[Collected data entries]
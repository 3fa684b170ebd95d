//! Vault creation through the factory and handle binding

use soroban_sdk::{Address, Bytes, BytesN, Env, String};
use unipilot_factory::UnipilotFactoryClient;
use unipilot_vault::{UnipilotVault, UnipilotVaultClient};

use crate::error::{settle, FixtureError};
use crate::receipt::{extract_created_address, CreationReceipt};

/// Event the vault factory emits for every vault it deploys
pub const VAULT_CREATED_EVENT: &str = "VaultCreated";
/// Field of [`VAULT_CREATED_EVENT`] holding the vault address
pub const VAULT_ADDRESS_FIELD: &str = "_vault";

/// Code the factory deploys vaults from
///
/// Vault instances are deployed with the sandbox's empty executable and
/// get the implementation compiled into this crate when attached.
#[derive(Clone, Debug, Default, PartialEq, Eq)]
pub enum VaultArtifact {
    #[default]
    Native,
}

impl VaultArtifact {
    /// Upload the artifact's code and return its hash
    pub fn install(&self, env: &Env) -> BytesN<32> {
        match self {
            Self::Native => env.deployer().upload_contract_wasm(Bytes::new(env)),
        }
    }

    /// Make the contract at `address` executable under this artifact
    pub fn attach<'a>(&self, env: &Env, address: &Address) -> UnipilotVaultClient<'a> {
        match self {
            Self::Native => env.register_contract(Some(address), UnipilotVault),
        };
        UnipilotVaultClient::new(env, address)
    }
}

/// Arguments of the factory's `create_vault`, in call order
#[derive(Clone, Debug)]
pub struct VaultCreationParameters {
    pub token_a: Address,
    pub token_b: Address,
    /// Fee tier in hundredths of a basis point
    pub fee: u32,
    /// Initial sqrt price, Q64.64
    pub sqrt_price_x64: u128,
    pub name: String,
    pub symbol: String,
}

impl VaultCreationParameters {
    pub fn new(
        env: &Env,
        token_a: &Address,
        token_b: &Address,
        fee: u32,
        sqrt_price_x64: u128,
        name: &str,
        symbol: &str,
    ) -> Self {
        Self {
            token_a: token_a.clone(),
            token_b: token_b.clone(),
            fee,
            sqrt_price_x64,
            name: String::from_str(env, name),
            symbol: String::from_str(env, symbol),
        }
    }
}

/// Creates vaults through one factory and hands back bound vault clients
#[derive(Clone)]
pub struct VaultCreator {
    env: Env,
    factory: Address,
    artifact: VaultArtifact,
}

impl VaultCreator {
    pub fn new(env: &Env, factory: &Address, artifact: VaultArtifact) -> Self {
        Self {
            env: env.clone(),
            factory: factory.clone(),
            artifact,
        }
    }

    pub fn factory(&self) -> &Address {
        &self.factory
    }

    /// Create a vault and return a client for it, initialized and ready
    pub fn create_vault<'a>(
        &self,
        params: &VaultCreationParameters,
    ) -> Result<UnipilotVaultClient<'a>, FixtureError> {
        self.create_vault_with_receipt(params).map(|(vault, _)| vault)
    }

    /// As [`create_vault`](Self::create_vault), also returning the events
    /// the creation call emitted
    pub fn create_vault_with_receipt<'a>(
        &self,
        params: &VaultCreationParameters,
    ) -> Result<(UnipilotVaultClient<'a>, CreationReceipt), FixtureError> {
        let factory = UnipilotFactoryClient::new(&self.env, &self.factory);

        let (result, receipt) = CreationReceipt::capture(&self.env, || {
            factory.try_create_vault(
                &params.token_a,
                &params.token_b,
                &params.fee,
                &params.sqrt_price_x64,
                &params.name,
                &params.symbol,
            )
        });
        let returned = settle(result)?;

        let vault_address = extract_created_address(
            &self.env,
            &receipt,
            &self.factory,
            VAULT_CREATED_EVENT,
            VAULT_ADDRESS_FIELD,
        )?;
        if returned != vault_address {
            tracing::warn!(
                returned = ?returned,
                emitted = ?vault_address,
                "factory return value differs from VaultCreated event"
            );
        }

        let vault = self.artifact.attach(&self.env, &vault_address);
        settle(vault.try_initialize(&self.factory))?;

        tracing::info!(vault = ?vault_address, fee = params.fee, "created vault");

        Ok((vault, receipt))
    }
}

What the task asks: With no line skipped, copy the entries exactly as written.

Output of the task:
repository 3fa684b170ebd95d
//! Vault creation through the factory and handle binding

use soroban_sdk::{Address, Bytes, BytesN, Env, String};
use unipilot_factory::UnipilotFactoryClient;
use unipilot_vault::{UnipilotVault, UnipilotVaultClient};

use crate::error::{settle, FixtureError};
use crate::receipt::{extract_created_address, CreationReceipt};

/// Event the vault factory emits for every vault it deploys
pub const VAULT_CREATED_EVENT: &str = "VaultCreated";
/// Field of [`VAULT_CREATED_EVENT`] holding the vault address
pub const VAULT_ADDRESS_FIELD: &str = "_vault";

/// Code the factory deploys vaults from
///
/// Vault instances are deployed with the sandbox's empty executable and
/// get the implementation compiled into this crate when attached.
#[derive(Clone, Debug, Default, PartialEq, Eq)]
pub enum VaultArtifact {
    #[default]
    Native,
}

impl VaultArtifact {
    /// Upload the artifact's code and return its hash
    pub fn install(&self, env: &Env) -> BytesN<32> {
        match self {
            Self::Native => env.deployer().upload_contract_wasm(Bytes::new(env)),
        }
    }

    /// Make the contract at `address` executable under this artifact
    pub fn attach<'a>(&self, env: &Env, address: &Address) -> UnipilotVaultClient<'a> {
        match self {
            Self::Native => env.register_contract(Some(address), UnipilotVault),
        };
        UnipilotVaultClient::new(env, address)
    }
}

/// Arguments of the factory's `create_vault`, in call order
#[derive(Clone, Debug)]
pub struct VaultCreationParameters {
    pub token_a: Address,
    pub token_b: Address,
    /// Fee tier in hundredths of a basis point
    pub fee: u32,
    /// Initial sqrt price, Q64.64
    pub sqrt_price_x64: u128,
    pub name: String,
    pub symbol: String,
}

impl VaultCreationParameters {
    pub fn new(
        env: &Env,
        token_a: &Address,
        token_b: &Address,
        fee: u32,
        sqrt_price_x64: u128,
        name: &str,
        symbol: &str,
    ) -> Self {
        Self {
            token_a: token_a.clone(),
            token_b: token_b.clone(),
            fee,
            sqrt_price_x64,
            name: String::from_str(env, name),
            symbol: String::from_str(env, symbol),
        }
    }
}

/// Creates vaults through one factory and hands back bound vault clients
#[derive(Clone)]
pub struct VaultCreator {
    env: Env,
    factory: Address,
    artifact: VaultArtifact,
}

impl VaultCreator {
    pub fn new(env: &Env, factory: &Address, artifact: VaultArtifact) -> Self {
        Self {
            env: env.clone(),
            factory: factory.clone(),
            artifact,
        }
    }

    pub fn factory(&self) -> &Address {
        &self.factory
    }

    /// Create a vault and return a client for it, initialized and ready
    pub fn create_vault<'a>(
        &self,
        params: &VaultCreationParameters,
    ) -> Result<UnipilotVaultClient<'a>, FixtureError> {
        self.create_vault_with_receipt(params).map(|(vault, _)| vault)
    }

    /// As [`create_vault`](Self::create_vault), also returning the events
    /// the creation call emitted
    pub fn create_vault_with_receipt<'a>(
        &self,
        params: &VaultCreationParameters,
    ) -> Result<(UnipilotVaultClient<'a>, CreationReceipt), FixtureError> {
        let factory = UnipilotFactoryClient::new(&self.env, &self.factory);

        let (result, receipt) = CreationReceipt::capture(&self.env, || {
            factory.try_create_vault(
                &params.token_a,
                &params.token_b,
                &params.fee,
                &params.sqrt_price_x64,
                &params.name,
                &params.symbol,
            )
        });
        let returned = settle(result)?;

        let vault_address = extract_created_address(
            &self.env,
            &receipt,
            &self.factory,
            VAULT_CREATED_EVENT,
            VAULT_ADDRESS_FIELD,
        )?;
        if returned != vault_address {
            tracing::warn!(
                returned = ?returned,
                emitted = ?vault_address,
                "factory return value differs from VaultCreated event"
            );
        }

        let vault = self.artifact.attach(&self.env, &vault_address);
        settle(vault.try_initialize(&self.factory))?;

        tracing::info!(vault = ?vault_address, fee = params.fee, "created vault");

        Ok((vault, receipt))
    }
}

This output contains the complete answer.